--- Input data ---
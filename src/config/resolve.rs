//! `${path.to.field}` expansion inside string values.
//!
//! Lets directory overrides refer to other settings, e.g. `etc = "${root}/config"`.
//! `$$` produces a literal `$`.

use std::collections::HashMap;

use super::ConfigError;
use toml::{Table, Value};

const MAX_DEPTH: usize = 32;

/// Expands every reference in `table`.
///
/// Referenced strings are expanded before substitution, so chains resolve in one
/// pass and escaped text is never re-scanned. Each referenced path is expanded
/// once and reused. A chain deeper than `MAX_DEPTH` is treated as circular.
pub(super) fn resolve_references(table: &mut Table) -> Result<(), ConfigError> {
    let snapshot = table.clone();
    let mut resolver = Resolver {
        root: &snapshot,
        cache: HashMap::new(),
    };
    resolver.expand_table(table)
}

struct Resolver<'a> {
    root: &'a Table,
    cache: HashMap<String, String>,
}

impl Resolver<'_> {
    fn expand_table(&mut self, table: &mut Table) -> Result<(), ConfigError> {
        for (_, value) in table.iter_mut() {
            self.expand_value(value)?;
        }
        Ok(())
    }

    fn expand_value(&mut self, value: &mut Value) -> Result<(), ConfigError> {
        match value {
            Value::String(s) => *s = self.expand_string(s, 0)?,
            Value::Table(t) => self.expand_table(t)?,
            Value::Array(items) => {
                for item in items.iter_mut() {
                    self.expand_value(item)?;
                }
            }
            _ => {}
        }
        Ok(())
    }

    fn expand_string(&mut self, s: &str, depth: usize) -> Result<String, ConfigError> {
        if depth > MAX_DEPTH {
            return Err(ConfigError::CircularReference);
        }

        let mut out = String::with_capacity(s.len());
        let mut rest = s;

        while let Some(pos) = rest.find('$') {
            out.push_str(&rest[..pos]);
            let after = &rest[pos + 1..];

            if let Some(tail) = after.strip_prefix('$') {
                out.push('$');
                rest = tail;
            } else if let Some(body) = after.strip_prefix('{') {
                let end = body.find('}').ok_or(ConfigError::UnclosedReference)?;
                out.push_str(&self.lookup(&body[..end], depth)?);
                rest = &body[end + 1..];
            } else {
                out.push('$');
                rest = after;
            }
        }
        out.push_str(rest);

        Ok(out)
    }

    fn lookup(&mut self, path: &str, depth: usize) -> Result<String, ConfigError> {
        if let Some(resolved) = self.cache.get(path) {
            return Ok(resolved.clone());
        }
        if path.split('.').any(str::is_empty) {
            return Err(ConfigError::InvalidReferencePath(path.to_string()));
        }

        let root = self.root;
        let not_found = || ConfigError::ReferenceNotFound(path.to_string());
        let mut parts = path.split('.');
        let first = parts.next().ok_or_else(not_found)?;
        let mut current = root.get(first).ok_or_else(not_found)?;
        for part in parts {
            current = current
                .as_table()
                .and_then(|t| t.get(part))
                .ok_or_else(not_found)?;
        }

        let resolved = match current {
            Value::String(s) => self.expand_string(s, depth + 1)?,
            Value::Integer(i) => i.to_string(),
            Value::Float(f) => f.to_string(),
            Value::Boolean(b) => b.to_string(),
            Value::Datetime(dt) => dt.to_string(),
            Value::Array(_) | Value::Table(_) => {
                return Err(ConfigError::NonScalarReference(path.to_string()))
            }
        };
        self.cache.insert(path.to_string(), resolved.clone());
        Ok(resolved)
    }
}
---
▸ To do
Using the entries above, state how many lines contain the string "split"; the number is all that is needed.

▸ Reply to the task
2